The three large cabins would have 6 to 8 persons, and the two small cabins 3 to 5 persons each on weekends. This meant a group of over 30 boys and girls (some sisters and others girlfriends). All would party Saturday night at the large cabins or travel to Hollyburn Ski Camp for dances. Later the number of visitors grew and we doubled the size of the Circle 5 cabin. 

Sunday would find us up on the slopes skiing. Early winters, we could ice skate before the snow deepened. Only half our group had steady jobs after the Big Depression started in 1929. This was not important to us as we were living at home and were just through school. Those not working steady could spend more days enjoying cabin life and doing chores.
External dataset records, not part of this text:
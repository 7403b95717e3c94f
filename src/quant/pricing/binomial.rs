//! # Binomial Tree (American Options)
//!
//! Backward induction on a recombining lattice (discrete Snell envelope):
//! $$
//! V_N = g(S_N),\qquad
//! V_i = \max\left(g(S_i),\ e^{-r\Delta t}\left[qV_{i+1}^{u} + (1-q)V_{i+1}^{d}\right]\right),
//! $$
//! with
//! $$
//! \Delta t = T/N,\qquad q=\frac{e^{r\Delta t}-d}{u-d}.
//! $$
//!
//! Node $j$ at level $i$ carries spot $S_0 u^j d^{i-j}$. The European style
//! drops the $\max$ with the exercise value $g$. At $T=0$ the lattice is
//! validated and the price is the payoff at $S_0$.
//!
//! Source:
//! - Cox-Ross-Rubinstein binomial tree discretization

use crate::error::PricingError;
use crate::error::PricingResult;
use crate::quant::inputs::ensure_count;
use crate::quant::inputs::ensure_finite;
use crate::quant::inputs::ensure_non_negative;
use crate::quant::inputs::ensure_positive;
use crate::quant::pricing::timed;
use crate::quant::OptionStyle;
use crate::quant::OptionType;
use crate::traits::PricerExt;
use crate::traits::TimeExt;

#[derive(Debug, Clone, Copy)]
pub struct BinomialPricer {
  /// Spot level $S_0$.
  pub s: f64,
  /// Strike $K$.
  pub k: f64,
  /// Risk-free rate $r$.
  pub r: f64,
  /// Up factor per step.
  pub u: f64,
  /// Down factor per step.
  pub d: f64,
  /// Number of binomial time steps.
  pub steps: usize,
  /// Time-to-maturity in years.
  pub tau: Option<f64>,
  /// Evaluation date (optional if `tau` is set).
  pub eval: Option<chrono::NaiveDate>,
  /// Expiration date (optional if `tau` is set).
  pub expiration: Option<chrono::NaiveDate>,
  /// Option direction.
  pub option_type: OptionType,
  /// American (early exercise) or European.
  pub style: OptionStyle,
}

/// Per-step quantities of a validated lattice.
#[derive(Debug, Clone, Copy)]
struct Lattice {
  tau: f64,
  u: f64,
  d: f64,
  q: f64,
  disc: f64,
}

impl BinomialPricer {
  #[allow(clippy::too_many_arguments)]
  pub fn new(
    s: f64,
    k: f64,
    r: f64,
    u: f64,
    d: f64,
    steps: usize,
    tau: Option<f64>,
    eval: Option<chrono::NaiveDate>,
    expiration: Option<chrono::NaiveDate>,
    option_type: OptionType,
    style: OptionStyle,
  ) -> Self {
    Self {
      s,
      k,
      r,
      u,
      d,
      steps,
      tau,
      eval,
      expiration,
      option_type,
      style,
    }
  }

  /// Cox-Ross-Rubinstein factors $u=e^{\sigma\sqrt{\Delta t}}$, $d=1/u$.
  pub fn crr(
    s: f64,
    v: f64,
    k: f64,
    r: f64,
    steps: usize,
    tau: f64,
    option_type: OptionType,
  ) -> PricingResult<Self> {
    ensure_positive("volatility", v)?;
    ensure_positive("maturity", tau)?;
    ensure_count("steps", steps)?;

    let u = (v * (tau / steps as f64).sqrt()).exp();
    Ok(Self::new(
      s,
      k,
      r,
      u,
      1.0 / u,
      steps,
      Some(tau),
      None,
      None,
      option_type,
      OptionStyle::American,
    ))
  }

  pub fn with_style(mut self, style: OptionStyle) -> Self {
    self.style = style;
    self
  }

  fn lattice(&self) -> PricingResult<Lattice> {
    let tau = self.tau_or_from_dates()?;
    ensure_positive("spot", self.s)?;
    ensure_positive("strike", self.k)?;
    ensure_finite("rate", self.r)?;
    ensure_non_negative("maturity", tau)?;
    ensure_count("steps", self.steps)?;
    ensure_positive("down factor", self.d)?;
    ensure_finite("up factor", self.u)?;
    if self.u <= self.d {
      return Err(PricingError::invalid_input(format!(
        "up factor must exceed down factor (u={}, d={})",
        self.u, self.d
      )));
    }

    let dt = tau / self.steps as f64;
    let q = ((self.r * dt).exp() - self.d) / (self.u - self.d);
    if !(0.0..=1.0).contains(&q) {
      return Err(PricingError::invalid_input(format!(
        "risk-neutral probability out of range: q={q}, the lattice admits arbitrage"
      )));
    }

    Ok(Lattice {
      tau,
      u: self.u,
      d: self.d,
      q,
      disc: (-self.r * dt).exp(),
    })
  }

  fn price_tree(&self, option_type: OptionType) -> PricingResult<f64> {
    let Lattice { tau, u, d, q, disc } = self.lattice()?;
    if tau == 0.0 {
      return Ok(option_type.payoff(self.s, self.k));
    }

    let n = self.steps;
    let ud_ratio = u / d;
    let early_exercise = self.style == OptionStyle::American;

    // level n: n + 1 terminal payoffs, node j has S0 * u^j * d^(n - j)
    let mut current = Vec::with_capacity(n + 1);
    let mut s_node = self.s * d.powi(n as i32);
    for _ in 0..=n {
      current.push(option_type.payoff(s_node, self.k));
      s_node *= ud_ratio;
    }

    let mut next = Vec::with_capacity(n);
    for i in (0..n).rev() {
      next.clear();
      let mut s_node = self.s * d.powi(i as i32);
      for j in 0..=i {
        let continuation = disc * (q * current[j + 1] + (1.0 - q) * current[j]);
        let value = if early_exercise {
          continuation.max(option_type.payoff(s_node, self.k))
        } else {
          continuation
        };
        next.push(value);
        s_node *= ud_ratio;
      }
      std::mem::swap(&mut current, &mut next);
    }

    Ok(current[0])
  }
}

impl PricerExt for BinomialPricer {
  fn calculate_call_put(&self) -> PricingResult<(f64, f64)> {
    timed("binomial_call_put", self, || {
      Ok((
        self.price_tree(OptionType::Call)?,
        self.price_tree(OptionType::Put)?,
      ))
    })
  }

  fn calculate_price(&self) -> PricingResult<f64> {
    timed("binomial", self, || self.price_tree(self.option_type))
  }
}

impl TimeExt for BinomialPricer {
  fn tau(&self) -> Option<f64> {
    self.tau
  }

  fn eval(&self) -> Option<chrono::NaiveDate> {
    self.eval
  }

  fn expiration(&self) -> Option<chrono::NaiveDate> {
    self.expiration
  }
}

/// American option price on a binomial lattice with explicit up/down factors.
#[allow(clippy::too_many_arguments)]
pub fn american_tree(
  k: f64,
  t: f64,
  s0: f64,
  r: f64,
  n: usize,
  u: f64,
  d: f64,
  option_type: OptionType,
) -> PricingResult<f64> {
  BinomialPricer::new(
    s0,
    k,
    r,
    u,
    d,
    n,
    Some(t),
    None,
    None,
    option_type,
    OptionStyle::American,
  )
  .calculate_price()
}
The offices and trades usually finished the week on Saturday noon, while retailers had to work until 6:00 p.m. This gave those in stores a very short weekend. 

Once a winter, cabins on the Ridge held a dance at the Lodge Hall that later became Fergusons Storage on Marine Drive, west 01 22nd Street. Here we danced till midnight before starting up to our cabins. For a while there was a Roller Rink by the Ferry Dock to coax us in. 

Some of the loads we packed were so large the Vancouver Street Car conductors refused to let us board. We would have to wait for a near-empty car.
At the north end of Columbia Street, we embarked on the West Van Ferry. This boat trip was usually calm in the Harbour but often rough sailing at First Narrows to the West Van dock. The winter logs were a real problem too. I can still see us going below in the bow, packed like sardines. We sure trusted the ferry crew with our lives. Often we saw killer 

After arriving at Ambleside Dock we usually walked Marine Drive to 22nd Street and stopped at Allysons’ General Store on the S.W. corner. Here we got items we forgot, from potatoes to carbide and candles. We walked up 22nd and the trail started at the top.
On rare occasions we had to use one of our old cars to take up bed-springs, stove and pipes etc. This meant traveling by North Van Ferry or Second Narrows Bridge. The cars of the 20's and 30's were prone to dampness getting into the electrical parts. We would remove the distributor cap first and dry out with a small paper fire.
One weekend we found dozens of cabins broken into. Our Circle 5 cabin lost 5 pairs of skies and ice skates. After this a patrol was started by Scotty Finlayson, who later patrolled the Lions Gate Bridge and ended with the West Vancouver Police. We paid 25¢ per person, per week for this.

By the latter 30's the Depression was still on. Couples were planning marriage and no city jobs available. One at a time, fellows left for far away jobs.

In our Circle 5 cabin, Fred McDonald left for the Butedale Cannery up coast. His brother, Bill McDonald, went to a ranch in the Cariboo. Grant McQuarrie left for the Ocean Falls Paper Mill and Bill Fleming departed to McBride to work for C.N. Railway. I was the only one left and very unhappy at losing my close pals. But marriage changed this and I gave the Circle 5  to five younger fellows I knew. 

At our 1995 Summer Reunion on Hollyburn I happened to meet the third group of Circle 5 owners. I showed them snaps of the original cabin and they talked about the changes they made to it. This was the highlight of the Reunion.